Response Variable: Class height
Explanatory Variable: Sex (factor)
Hypotheses:
Null Hypothesis (H0): Class height not affected by sex
Alternative Hypothesis (Ha): Class height affected by sex
Model Structure: Height ~ Sex
Sample Size: 69
Height Data: Variation among attributes including Age, Gender, Eye Color.
Factor Df Sum Sq Mean Sq F-value P-value | |||||
Sex | 1 | 146.48 | 146.48 | 7.9519 | 0.006312 |
Residuals | 67 | 1234.16 |
Coefficients:
Intercept: 65.0857, Std. Error: 0.6623
Factor (Sex) MALE: 2.9854, Std. Error: 1.0587
Interpretation of Coefficients:
Fitted values assess relationship between height and sex.

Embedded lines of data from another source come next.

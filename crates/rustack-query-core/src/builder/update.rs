//! UpdateItem request builder.

use std::collections::BTreeMap;
use std::collections::btree_map::Entry;

use rustack_query_model::input::UpdateItemInput;
use rustack_query_model::types::ReturnValue;
use rustack_query_model::{
    AttributeValue, ExpressionAttributeNames, ExpressionAttributeValues, Key, StoreOperation,
};
use serde::Serialize;
use tracing::debug;

use super::compiled::{CompiledRequest, RequestOverrides};
use crate::error::QueryResult;
use crate::expression::{
    Connective, Expression, ExpressionTree, Operand, Placeholder, PredicateFactory, PredicateKind,
};

/// Builds an `UpdateItem` request with a `SET` expression.
///
/// Assignments render sorted by attribute name. Setting an attribute twice
/// keeps its placeholder and replaces the value.
#[derive(Debug, Clone)]
pub struct UpdateBuilder {
    table_name: String,
    factory: PredicateFactory,
    key: Key,
    assignments: BTreeMap<String, (Placeholder, AttributeValue)>,
    condition: ExpressionTree,
    attribute_names: ExpressionAttributeNames,
    return_values: Option<ReturnValue>,
}

impl UpdateBuilder {
    /// An update of an item in `table_name` with default placeholders.
    pub fn new(table_name: impl Into<String>) -> Self {
        Self::with_factory(table_name, PredicateFactory::default())
    }

    /// An update drawing placeholders from `factory`.
    pub fn with_factory(table_name: impl Into<String>, factory: PredicateFactory) -> Self {
        Self {
            table_name: table_name.into(),
            factory,
            key: Key::new(),
            assignments: BTreeMap::new(),
            condition: ExpressionTree::new(),
            attribute_names: ExpressionAttributeNames::new(),
            return_values: None,
        }
    }

    /// Identify the item by a native key map.
    pub fn key<T: Serialize + ?Sized>(mut self, key: &T) -> QueryResult<Self> {
        self.key = self.factory.marshaler().marshal_item(key)?;
        Ok(self)
    }

    /// Identify the item by an already-marshaled key.
    #[must_use]
    pub fn key_map(mut self, key: Key) -> Self {
        self.key = key;
        self
    }

    /// Assign a native value to `name`.
    pub fn set<T: Serialize + ?Sized>(
        self,
        name: impl Into<String>,
        value: &T,
    ) -> QueryResult<Self> {
        let value = self.factory.marshaler().marshal_value(value)?;
        Ok(self.set_attribute(name, value))
    }

    /// Assign an already-marshaled value to `name`.
    #[must_use]
    pub fn set_attribute(
        mut self,
        name: impl Into<String>,
        value: impl Into<AttributeValue>,
    ) -> Self {
        let value = value.into();
        match self.assignments.entry(name.into()) {
            Entry::Occupied(mut slot) => slot.get_mut().1 = value,
            Entry::Vacant(slot) => {
                let placeholder = self.factory.placeholders().next_placeholder();
                slot.insert((placeholder, value));
            }
        }
        self
    }

    /// Assign every attribute of a native map, in attribute-name order.
    pub fn set_all<T: Serialize + ?Sized>(self, values: &T) -> QueryResult<Self> {
        let values: BTreeMap<_, _> = self
            .factory
            .marshaler()
            .marshal_item(values)?
            .into_iter()
            .collect();
        Ok(values
            .into_iter()
            .fold(self, |builder, (name, value)| builder.set_attribute(name, value)))
    }

    /// Key the update by `keys` and assign every attribute of `values`.
    pub fn build_update_query<K, V>(self, keys: &K, values: &V) -> QueryResult<Self>
    where
        K: Serialize + ?Sized,
        V: Serialize + ?Sized,
    {
        self.key(keys)?.set_all(values)
    }

    /// Key the update by `key` and assign only the attributes of `after` that
    /// are new or differ from `before`. Attributes missing from `after` are
    /// left untouched.
    pub fn diff<K, B, A>(self, key: &K, before: &B, after: &A) -> QueryResult<Self>
    where
        K: Serialize + ?Sized,
        B: Serialize + ?Sized,
        A: Serialize + ?Sized,
    {
        let marshaler = self.factory.marshaler();
        let before = marshaler.marshal_item(before)?;
        let after = marshaler.marshal_item(after)?;

        let changed: BTreeMap<_, _> = after
            .into_iter()
            .filter(|(name, value)| before.get(name) != Some(value))
            .collect();

        let builder = self.key(key)?;
        Ok(changed
            .into_iter()
            .fold(builder, |builder, (name, value)| builder.set_attribute(name, value)))
    }

    /// Only apply the update when a condition holds.
    pub fn condition(
        mut self,
        connective: Connective,
        kind: PredicateKind,
        key: impl Into<String>,
        operand: Operand,
    ) -> QueryResult<Self> {
        let predicate = self.factory.create(kind, key, operand, connective)?;
        self.condition.push(predicate);
        Ok(self)
    }

    /// Replace the attribute-name alias map.
    #[must_use]
    pub fn with_attribute_names<K, V>(mut self, names: impl IntoIterator<Item = (K, V)>) -> Self
    where
        K: Into<String>,
        V: Into<String>,
    {
        self.attribute_names = names
            .into_iter()
            .map(|(alias, name)| (alias.into(), name.into()))
            .collect();
        self
    }

    /// Choose what the store returns after the update.
    #[must_use]
    pub fn return_values(mut self, return_values: ReturnValue) -> Self {
        self.return_values = Some(return_values);
        self
    }

    /// The rendered `SET` clause, or `None` when nothing is assigned.
    #[must_use]
    pub fn update_expression(&self) -> Option<String> {
        if self.assignments.is_empty() {
            return None;
        }
        let clauses: Vec<String> = self
            .assignments
            .iter()
            .map(|(name, (placeholder, _))| format!("{name} = {placeholder}"))
            .collect();
        Some(format!("SET {}", clauses.join(", ")))
    }

    /// Snapshot the builder as a typed input.
    #[must_use]
    pub fn to_input(&self) -> UpdateItemInput {
        let mut values: ExpressionAttributeValues = self
            .assignments
            .values()
            .map(|(placeholder, value)| (placeholder.token(), value.clone()))
            .collect();
        self.condition.bind_into(&mut values);

        UpdateItemInput {
            table_name: self.table_name.clone(),
            key: self.key.clone(),
            update_expression: self.update_expression(),
            condition_expression: (!self.condition.is_empty()).then(|| self.condition.render()),
            expression_attribute_names: self.attribute_names.clone(),
            expression_attribute_values: values,
            return_values: self.return_values,
        }
    }

    /// Compile the request, merging `overrides` last.
    pub fn compile(&self, overrides: Option<&RequestOverrides>) -> QueryResult<CompiledRequest> {
        let input = self.to_input();
        debug!(
            operation = %StoreOperation::UpdateItem,
            table = %input.table_name,
            assignments = self.assignments.len(),
            bindings = input.expression_attribute_values.len(),
            "compiled request"
        );
        CompiledRequest::from_input(StoreOperation::UpdateItem, &input, overrides)
    }
}
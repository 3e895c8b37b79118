//! Query compilation tests.

#[cfg(test)]
mod tests {
    use rustack_query_core::{FilterBuilder, PredicateKind, QueryError};
    use rustack_query_model::input::QueryInput;
    use rustack_query_model::AttributeValue;
    use serde_json::json;

    use crate::test_table;

    #[test]
    fn test_should_compile_index_query_with_filter() -> anyhow::Result<()> {
        let request = test_table("commissions")
            .with_index("client_id-retailer_id-index")
            .query()
            .key_eq("client_id", "shoop")?
            .key_gt_eq("retailer_id", 100)?
            .not_eq("state", "void")?
            .descending()
            .compile(None)?;

        tracing::debug!(body = %request.to_json()?, "compiled query");
        assert_eq!(
            request.into_value(),
            json!({
                "TableName": "commissions",
                "IndexName": "client_id-retailer_id-index",
                "KeyConditionExpression": "(client_id = :p1 and retailer_id >= :p2)",
                "FilterExpression": "(state <> :p3)",
                "ExpressionAttributeValues": {
                    ":p1": {"S": "shoop"},
                    ":p2": {"N": "100"},
                    ":p3": {"S": "void"}
                },
                "ScanIndexForward": false
            })
        );
        Ok(())
    }

    #[test]
    fn test_should_decode_into_typed_input() -> anyhow::Result<()> {
        let input: QueryInput = test_table("games")
            .query()
            .key_begins_with("pk", "GAME#")?
            .key_lt("sk", 5)?
            .compile(None)?
            .into_input()?;

        assert_eq!(
            input.key_condition_expression.as_deref(),
            Some("(begins_with(pk, :p1) and sk < :p2)")
        );
        assert_eq!(
            input.expression_attribute_values.get(":p2"),
            Some(&AttributeValue::number(5))
        );
        assert!(input.filter_expression.is_none());
        Ok(())
    }

    #[test]
    fn test_should_reject_filter_only_kinds_in_key_condition() {
        let err = test_table("games")
            .query()
            .key_condition(PredicateKind::Contains, "pk", "x")
            .unwrap_err();
        assert!(matches!(err, QueryError::UnsupportedOperation { name } if name == "keyContains"));
    }

    #[test]
    fn test_should_group_filter_without_touching_key_condition() -> anyhow::Result<()> {
        let query = test_table("games")
            .query()
            .key_eq("pk", "GAME#1")?
            .gt("score", 10)?
            .group(rustack_query_core::Connective::Or, |g| {
                g.lt_eq("score", 2)?.and_eq("flagged", true)
            })?;

        let input = query.to_input();
        assert_eq!(input.key_condition_expression.as_deref(), Some("(pk = :p1)"));
        assert_eq!(
            input.filter_expression.as_deref(),
            Some("(score > :p2 or (score <= :p3 and flagged = :p4))")
        );
        assert_eq!(input.expression_attribute_values[":p4"], AttributeValue::Bool(true));
        Ok(())
    }
}
//! Value placeholder generation.
//!
//! Two predicates on the same attribute must never share a placeholder, or one
//! bound value silently replaces the other in `ExpressionAttributeValues`. The
//! sequential source hands out numbers from a counter that is shared by every
//! builder branched from the same request, so nested sub-queries keep drawing
//! from one sequence. The random source uses UUID v4 and needs no sharing.

use std::fmt;
use std::sync::Arc;
use std::sync::atomic::{AtomicU64, Ordering};

use crate::config::{PlaceholderStrategy, QueryConfig};

/// A generated value placeholder. Renders with its leading `:`.
#[derive(Debug, Clone, PartialEq, Eq, Hash, PartialOrd, Ord)]
pub struct Placeholder(String);

impl Placeholder {
    /// The placeholder name without the `:` sigil.
    #[must_use]
    pub fn name(&self) -> &str {
        &self.0
    }

    /// The token as it appears in expressions and in the values map.
    #[must_use]
    pub fn token(&self) -> String {
        format!(":{}", self.0)
    }
}

impl fmt::Display for Placeholder {
    fn fmt(&self, f: &mut fmt::Formatter<'_>) -> fmt::Result {
        write!(f, ":{}", self.0)
    }
}

#[derive(Debug, Clone)]
enum Source {
    Sequential(Arc<AtomicU64>),
    Random,
}

/// Hands out placeholders that are unique within one logical request.
///
/// Cloning shares the underlying sequence.
#[derive(Debug, Clone)]
pub struct PlaceholderGenerator {
    prefix: Arc<str>,
    source: Source,
}

impl PlaceholderGenerator {
    /// Generator for the given configuration. The prefix is assumed validated.
    #[must_use]
    pub fn new(config: &QueryConfig) -> Self {
        match config.placeholder_strategy {
            PlaceholderStrategy::Sequential => Self::sequential(&config.placeholder_prefix),
            PlaceholderStrategy::Random => Self::random(&config.placeholder_prefix),
        }
    }

    /// Counter-backed generator: `:{prefix}1`, `:{prefix}2`, ...
    #[must_use]
    pub fn sequential(prefix: &str) -> Self {
        Self {
            prefix: Arc::from(prefix),
            source: Source::Sequential(Arc::new(AtomicU64::new(0))),
        }
    }

    /// UUID v4 backed generator.
    #[must_use]
    pub fn random(prefix: &str) -> Self {
        Self {
            prefix: Arc::from(prefix),
            source: Source::Random,
        }
    }

    /// Produce the next placeholder.
    #[must_use]
    pub fn next_placeholder(&self) -> Placeholder {
        let suffix = match &self.source {
            Source::Sequential(counter) => (counter.fetch_add(1, Ordering::Relaxed) + 1).to_string(),
            Source::Random => uuid::Uuid::new_v4().simple().to_string(),
        };
        Placeholder(format!("{}{suffix}", self.prefix))
    }

    /// Whether `other` draws from the same sequence as `self`.
    #[must_use]
    pub fn shares_sequence_with(&self, other: &Self) -> bool {
        match (&self.source, &other.source) {
            (Source::Sequential(a), Source::Sequential(b)) => {
                Arc::ptr_eq(a, b) && self.prefix == other.prefix
            }
            _ => false,
        }
    }

    /// Whether `other` could ever hand out a placeholder that `self` also
    /// hands out, now or later.
    ///
    /// Two separate counters collide when one prefix is a prefix of the other
    /// (`p` and `p1` both reach `:p11`). A random source never collides in
    /// practice.
    #[must_use]
    pub fn may_collide_with(&self, other: &Self) -> bool {
        match (&self.source, &other.source) {
            (Source::Sequential(_), Source::Sequential(_)) => {
                !self.shares_sequence_with(other)
                    && (self.prefix.starts_with(&*other.prefix)
                        || other.prefix.starts_with(&*self.prefix))
            }
            _ => false,
        }
    }
}

impl Default for PlaceholderGenerator {
    fn default() -> Self {
        Self::new(&QueryConfig::default())
    }
}

#[cfg(test)]
mod tests {
    use std::collections::HashSet;
    use std::thread;

    use super::*;

    #[test]
    fn test_should_count_from_one() {
        let placeholders = PlaceholderGenerator::default();
        assert_eq!(placeholders.next_placeholder().token(), ":p1");
        assert_eq!(placeholders.next_placeholder().to_string(), ":p2");
    }

    #[test]
    fn test_should_share_sequence_between_clones() {
        let parent = PlaceholderGenerator::sequential("v");
        let child = parent.clone();
        assert_eq!(parent.next_placeholder().name(), "v1");
        assert_eq!(child.next_placeholder().name(), "v2");
        assert!(parent.shares_sequence_with(&child));
        assert!(!parent.shares_sequence_with(&PlaceholderGenerator::sequential("v")));
    }

    #[test]
    fn test_should_detect_overlapping_sequences() {
        let parent = PlaceholderGenerator::sequential("p");
        assert!(parent.may_collide_with(&PlaceholderGenerator::sequential("p")));
        assert!(parent.may_collide_with(&PlaceholderGenerator::sequential("p1")));
        assert!(!parent.may_collide_with(&parent.clone()));
        assert!(!parent.may_collide_with(&PlaceholderGenerator::sequential("s")));
        assert!(!parent.may_collide_with(&PlaceholderGenerator::random("p")));
    }

    #[test]
    fn test_should_produce_valid_random_tokens() {
        let placeholders = PlaceholderGenerator::random("p");
        let a = placeholders.next_placeholder();
        let b = placeholders.next_placeholder();
        assert_ne!(a, b);
        assert_eq!(a.name().len(), 33);
        assert!(a.name().chars().all(|c| c.is_ascii_alphanumeric()));
    }

    #[test]
    fn test_should_stay_unique_across_threads() {
        let placeholders = PlaceholderGenerator::default();
        let handles: Vec<_> = (0..4)
            .map(|_| {
                let placeholders = placeholders.clone();
                thread::spawn(move || {
                    (0..250)
                        .map(|_| placeholders.next_placeholder())
                        .collect::<Vec<_>>()
                })
            })
            .collect();

        let mut seen = HashSet::new();
        for handle in handles {
            for placeholder in handle.join().unwrap() {
                assert!(seen.insert(placeholder));
            }
        }
        assert_eq!(seen.len(), 1000);
    }
}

Model equation: fheight = c + aM (males) + aF (females)
Modeling with Covariates:
Covariate Model Structure: Response variable vs. other explanatory variables.
Main equation for prediction: fheight = m · (Age) + c
If height increases by 1 foot, weight increases by 0.3 tons for the modeled variable.
Importance of Reporting:
Clearly convey relevant statistics:
F-statistics
Significance levels
P-values
Discussing effects on test statistics and their significance thresholds.
Understanding Degrees of Freedom (df) for quantifying variation.
Competence in forming hypotheses, reporting results, and predictive analytics for response variables is developed through these concepts and tasks.